Vehicles colliding with bridges is a highly concerning issue regardless of the type of bridge that is involved in an incident, e.g. low bridges with pedestrian footpaths, arch bridges, and railway bridges managed by Network Rail. Operators are obliged to ensure vehicles are operated without unacceptable risks to road safety. 

Failure to adhere to this could result in an operator finding themselves called up to a Public Inquiry, a transport manager losing good repute, and/or a driver facing a Driver Conduct Hearing.

To speak to a solicitor for specialist legal advice on a matter involving a bridge strike, contact JMW today by calling 0345 872 6666. Alternatively, complete our online enquiry form and a member of the team will give you a call back at a convenient time.

How JMW Can Help

If one of your vehicles has been involved in a bridge strike, you and your business are likely to face an investigation by the DVSA. Investigations typically involve an inspection of your operating centre, vehicles and transport records, as well as planning systems and risk assessments in respect of route and low bridges. Investigators will also want to know what policies and training procedures you have in place to prevent bridge strikes.

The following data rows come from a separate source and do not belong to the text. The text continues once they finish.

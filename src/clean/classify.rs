//! Color / monochrome classification
//!
//! Decides which cleaning recipe an image gets. In `Auto` mode the decision
//! is driven by the mean HSL saturation of the normalized pixels: scans of
//! pencil or ink line art sit near zero, while colored artwork scores well
//! above the cutoff. Forced modes bypass the measurement entirely.
//!
//! Classification is a pure function of the pixel data and the mode, so
//! repeated runs always take the same path.

use clap::ValueEnum;
use image::RgbImage;
use serde::Deserialize;

/// Mean-saturation cutoff separating color from monochrome content.
/// Above this fraction the image is treated as color.
pub const SATURATION_CUTOFF: f32 = 0.05;

/// Which cleaning recipe to apply.
#[derive(Debug, Clone, Copy, PartialEq, Eq, Default, ValueEnum, Deserialize)]
#[serde(rename_all = "lowercase")]
pub enum ProcessingMode {
    /// Measure saturation and pick the recipe per image.
    #[default]
    Auto,
    /// Force the posterize-then-threshold color path.
    Color,
    /// Force the plain threshold path.
    #[value(name = "bw")]
    #[serde(rename = "bw")]
    BlackWhite,
}

/// Result of classifying one image. Ephemeral: computed per file, never
/// persisted.
#[derive(Debug, Clone, Copy, PartialEq)]
pub struct Classification {
    pub is_color: bool,
    /// Mean HSL saturation over all pixels, 0.0-1.0.
    pub saturation: f32,
}

/// HSL saturation of a single pixel.
fn hsl_saturation(pixel: [u8; 3]) -> f32 {
    let r = f32::from(pixel[0]) / 255.0;
    let g = f32::from(pixel[1]) / 255.0;
    let b = f32::from(pixel[2]) / 255.0;
    let max = r.max(g).max(b);
    let min = r.min(g).min(b);
    let chroma = max - min;
    if chroma == 0.0 {
        return 0.0;
    }
    let lightness = (max + min) / 2.0;
    let denom = 1.0 - (2.0 * lightness - 1.0).abs();
    if denom <= f32::EPSILON {
        0.0
    } else {
        chroma / denom
    }
}

/// Mean HSL saturation over every pixel. A blank image scores 0.0, so a
/// uniform raster always classifies as monochrome (no false positive from
/// noise).
pub fn mean_saturation(image: &RgbImage) -> f32 {
    let count = u64::from(image.width()) * u64::from(image.height());
    if count == 0 {
        return 0.0;
    }
    let sum: f64 = image
        .pixels()
        .map(|p| f64::from(hsl_saturation(p.0)))
        .sum();
    (sum / count as f64) as f32
}

/// Classify a normalized image under the given mode.
pub fn classify(image: &RgbImage, mode: ProcessingMode) -> Classification {
    let saturation = mean_saturation(image);
    let is_color = match mode {
        ProcessingMode::Color => true,
        ProcessingMode::BlackWhite => false,
        ProcessingMode::Auto => saturation > SATURATION_CUTOFF,
    };
    Classification {
        is_color,
        saturation,
    }
}

#[cfg(test)]
mod tests {
    use super::*;
    use image::Rgb;

    #[test]
    fn test_uniform_gray_is_monochrome() {
        let image = RgbImage::from_pixel(8, 8, Rgb([128, 128, 128]));
        let result = classify(&image, ProcessingMode::Auto);
        assert!(!result.is_color);
        assert_eq!(result.saturation, 0.0);
    }

    #[test]
    fn test_saturated_image_is_color() {
        let image = RgbImage::from_pixel(8, 8, Rgb([200, 40, 40]));
        let result = classify(&image, ProcessingMode::Auto);
        assert!(result.is_color);
        assert!(result.saturation > SATURATION_CUTOFF);
    }

    #[test]
    fn test_forced_modes_ignore_pixels() {
        let gray = RgbImage::from_pixel(4, 4, Rgb([90, 90, 90]));
        assert!(classify(&gray, ProcessingMode::Color).is_color);

        let red = RgbImage::from_pixel(4, 4, Rgb([255, 0, 0]));
        assert!(!classify(&red, ProcessingMode::BlackWhite).is_color);
    }

    #[test]
    fn test_classification_is_deterministic() {
        let mut image = RgbImage::new(16, 16);
        for (x, y, pixel) in image.enumerate_pixels_mut() {
            *pixel = Rgb([(x * 13) as u8, (y * 9) as u8, 100]);
        }
        let first = classify(&image, ProcessingMode::Auto);
        let second = classify(&image, ProcessingMode::Auto);
        assert_eq!(first, second);
    }

    #[test]
    fn test_empty_image_is_monochrome() {
        let image = RgbImage::new(0, 0);
        let result = classify(&image, ProcessingMode::Auto);
        assert!(!result.is_color);
    }

    #[test]
    fn test_hsl_saturation_extremes() {
        assert_eq!(hsl_saturation([0, 0, 0]), 0.0);
        assert_eq!(hsl_saturation([255, 255, 255]), 0.0);
        assert!((hsl_saturation([255, 0, 0]) - 1.0).abs() < 1e-6);
    }

    #[test]
    fn test_black_lines_on_white_stay_monochrome() {
        // Anti-aliased grayscale line art: plenty of tonal variation but
        // no chroma at all.
        let mut image = RgbImage::from_pixel(16, 16, Rgb([250, 250, 250]));
        for x in 0..16 {
            image.put_pixel(x, 8, Rgb([10, 10, 10]));
            image.put_pixel(x, 7, Rgb([120, 120, 120]));
        }
        let result = classify(&image, ProcessingMode::Auto);
        assert!(!result.is_color);
    }
}
//! Processing orchestrator
//!
//! Walks the batch of source images one at a time, decides per file whether
//! the outputs are stale or missing, and drives the cleaning chain plus the
//! external trace/export collaborators. A failure in one file never aborts
//! the batch; it is recorded and the run continues.
//!
//! Staleness is based on file modification times, which is inherently racy
//! if something else modifies the workspace mid-run. For a single-operator
//! batch tool that is an accepted limitation, not something the orchestrator
//! tries to defend against.

use std::fs;
use std::path::{Path, PathBuf};
use std::time::SystemTime;

use tracing::{error, info, warn};

use crate::clean;
use crate::config::PipelineConfig;
use crate::error::{ProcessError, Result};
use crate::progress::BatchProgress;
use crate::trace::{TraceEngine, VectorExporter};

/// Input extensions the pipeline picks up (lowercase).
pub const SUPPORTED_EXTENSIONS: &[&str] = &["png", "jpg", "jpeg", "bmp", "tiff", "tif", "webp"];

fn is_supported(path: &Path) -> bool {
    path.extension()
        .and_then(|ext| ext.to_str())
        .is_some_and(|ext| SUPPORTED_EXTENSIONS.contains(&ext.to_ascii_lowercase().as_str()))
}

// ============================================================
// Workspace
// ============================================================

/// Folder layout under the workspace root: `input/` for sources and one
/// directory per output kind.
#[derive(Debug, Clone)]
pub struct Workspace {
    pub root: PathBuf,
    pub input: PathBuf,
    pub cleaned: PathBuf,
    pub svg: PathBuf,
    pub png: PathBuf,
    pub pdf: PathBuf,
}

impl Workspace {
    pub fn new(root: impl Into<PathBuf>) -> Self {
        let root = root.into();
        Self {
            input: root.join("input"),
            cleaned: root.join("cleaned"),
            svg: root.join("svg"),
            png: root.join("png"),
            pdf: root.join("pdf"),
            root,
        }
    }

    /// Create the folder structure if missing.
    pub fn scaffold(&self) -> std::io::Result<()> {
        for dir in [&self.input, &self.cleaned, &self.svg, &self.png, &self.pdf] {
            fs::create_dir_all(dir)?;
        }
        Ok(())
    }

    /// Move supported images dropped at the workspace root into `input/`,
    /// so the tool stays plug-and-play: drop files next to it and run.
    /// Files whose name already exists in `input/` are left in place.
    pub fn intake(&self) -> std::io::Result<usize> {
        let mut moved = 0;
        for entry in fs::read_dir(&self.root)? {
            let path = entry?.path();
            if !path.is_file() || !is_supported(&path) {
                continue;
            }
            let Some(name) = path.file_name() else {
                continue;
            };
            let target = self.input.join(name);
            if target.exists() {
                info!(file = %path.display(), "already present in input/, not moving");
                continue;
            }
            info!(file = %path.display(), "moving into input/");
            fs::rename(&path, &target)?;
            moved += 1;
        }
        Ok(moved)
    }

    /// Discover supported source images in `input/`, lexically sorted for a
    /// reproducible processing order.
    pub fn discover(&self) -> std::io::Result<Vec<PathBuf>> {
        let mut sources = Vec::new();
        for entry in fs::read_dir(&self.input)? {
            let path = entry?.path();
            if path.is_file() && is_supported(&path) {
                sources.push(path);
            }
        }
        sources.sort();
        Ok(sources)
    }

    /// Output artifact paths sharing the source's base name.
    pub fn artifacts_for(&self, source: &Path) -> Artifacts {
        let stem = source
            .file_stem()
            .map(|s| s.to_string_lossy().into_owned())
            .unwrap_or_default();
        Artifacts {
            cleaned: self.cleaned.join(format!("{}.png", stem)),
            svg: self.svg.join(format!("{}.svg", stem)),
            png: self.png.join(format!("{}.png", stem)),
            pdf: self.pdf.join(format!("{}.pdf", stem)),
        }
    }
}

// ============================================================
// Artifacts & staleness
// ============================================================

/// The four output artifacts derived from one source image.
#[derive(Debug, Clone)]
pub struct Artifacts {
    pub cleaned: PathBuf,
    pub svg: PathBuf,
    pub png: PathBuf,
    pub pdf: PathBuf,
}

impl Artifacts {
    fn all(&self) -> [&Path; 4] {
        [&self.cleaned, &self.svg, &self.png, &self.pdf]
    }

    /// True when every artifact exists and is at least as new as the
    /// source. Unreadable timestamps count as stale.
    pub fn up_to_date(&self, source: &Path) -> bool {
        let Some(source_mtime) = mtime(source) else {
            return false;
        };
        self.all()
            .into_iter()
            .all(|artifact| mtime(artifact).is_some_and(|m| m >= source_mtime))
    }
}

fn mtime(path: &Path) -> Option<SystemTime> {
    fs::metadata(path).and_then(|m| m.modified()).ok()
}

// ============================================================
// Run summary
// ============================================================

/// Per-file outcome of one batch run.
#[derive(Debug, Clone, Copy, PartialEq, Eq)]
pub enum FileOutcome {
    Processed,
    UpToDate,
    Failed,
}

/// Counts reported at the end of a run, plus the recorded failures.
#[derive(Debug, Default)]
pub struct RunSummary {
    pub processed: usize,
    pub up_to_date: usize,
    pub failures: Vec<(PathBuf, ProcessError)>,
}

impl RunSummary {
    pub fn total(&self) -> usize {
        self.processed + self.up_to_date + self.failures.len()
    }
}

// ============================================================
// Pipeline
// ============================================================

/// Drives the full batch: staleness check, cleaning chain, and hand-off to
/// the external collaborators. Sequential by design; each file owns its
/// buffers exclusively and only the read-only config is shared.
pub struct Pipeline<'a> {
    config: PipelineConfig,
    tracer: &'a dyn TraceEngine,
    exporter: &'a dyn VectorExporter,
}

impl<'a> Pipeline<'a> {
    pub fn new(
        config: PipelineConfig,
        tracer: &'a dyn TraceEngine,
        exporter: &'a dyn VectorExporter,
    ) -> Self {
        Self {
            config,
            tracer,
            exporter,
        }
    }

    pub fn config(&self) -> &PipelineConfig {
        &self.config
    }

    /// Process every discovered source in order.
    pub fn run(
        &self,
        workspace: &Workspace,
        progress: &mut BatchProgress,
    ) -> std::io::Result<RunSummary> {
        let sources = workspace.discover()?;
        let mut summary = RunSummary::default();

        if sources.is_empty() {
            warn!("no supported image files found in {}", workspace.input.display());
            return Ok(summary);
        }

        progress.start_batch(sources.len());
        for source in &sources {
            let artifacts = workspace.artifacts_for(source);

            if !self.config.overwrite && artifacts.up_to_date(source) {
                info!(file = %source.display(), "up to date, skipping");
                progress.file_done(source, FileOutcome::UpToDate);
                summary.up_to_date += 1;
                continue;
            }

            progress.file_start(source);
            match self.process_file(source, &artifacts, progress) {
                Ok(()) => {
                    progress.file_done(source, FileOutcome::Processed);
                    summary.processed += 1;
                }
                Err(e) => {
                    error!(file = %source.display(), error = %e, "processing failed");
                    progress.file_done(source, FileOutcome::Failed);
                    summary.failures.push((source.clone(), e));
                }
            }
        }

        Ok(summary)
    }

    /// Clean one source and hand the result to the tracer and exporter.
    fn process_file(
        &self,
        source: &Path,
        artifacts: &Artifacts,
        progress: &mut BatchProgress,
    ) -> Result<()> {
        progress.stage("cleaning");
        let image = image::open(source).map_err(ProcessError::Decode)?;
        let cleaned = clean::clean_image(&image, &self.config)?;
        cleaned
            .save(&artifacts.cleaned)
            .map_err(ProcessError::Encode)?;

        progress.stage("tracing");
        self.tracer
            .trace(&artifacts.cleaned, &artifacts.svg, &self.config)?;

        progress.stage("exporting");
        self.exporter
            .export_png(&artifacts.svg, &artifacts.png, self.config.export_width)?;
        self.exporter.export_pdf(&artifacts.svg, &artifacts.pdf)?;

        Ok(())
    }
}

Our solicitors can provide expert advice and representation during any part of the process. This includes:

  • Guiding you through the enforcement process
  • Representing you or your drivers during any interviews under caution
  • Helping you to put effective policies and procedures in place to prevent future bridge strikes
  • Representing operators at Public Inquiries
  • Representing drivers at Driver Conduct Hearings

What are an Operator’s Responsibilities Regarding Bridge Strikes?

If you are an HGV operator with vehicles pulling loads of variable heights, or are in charge of a fleet of large passenger vehicles like double-decker buses, it is important that your drivers are trained and aware of low bridges located on or near to their routes, and lorry drivers should be aware of how to use equipment such as height sticks and in-cab height indicators. It is also vital that you as a business have a strict policy regarding sat nav use, as well as a planning system that accounts for and considers the presence of low bridges. These are all things that Traffic Commissioners will want to see in place, where they are exploring the cause and response to a bridge strike.

Where you are a PSV operator running buses, it is important that you communicate routes effectively with your driver, particularly where they are a running service they are unfamiliar with, or in replacement vehicles that may have a different height to their usual vehicle, e.g. a double-decker where they are accustomed to a single decker. It is not unheard of for bus drivers to accidentally take an alternative route in a double-decker bus and find themselves colliding with a low bridge, causing both serious harm and damage.

What are the Consequences of a Bridge Strike for an Operator?

Consequences of a bridge strike for the operator can be any of the below:

  • Death or serious injury to the driver, passengers and other road users
  • Fines and repair costs from Network Rail for repairing a rail bridge
  • Costs for train delays as a result of the bridge strike
  • Negative publicity
  • Litigation from other vehicles or passengers involved
  • Prosecution
  • Being called up to a Public Inquiry

The response to a bridge strike is as important as the systems of avoidance, for an operator to show that they appreciate the seriousness of such an incident.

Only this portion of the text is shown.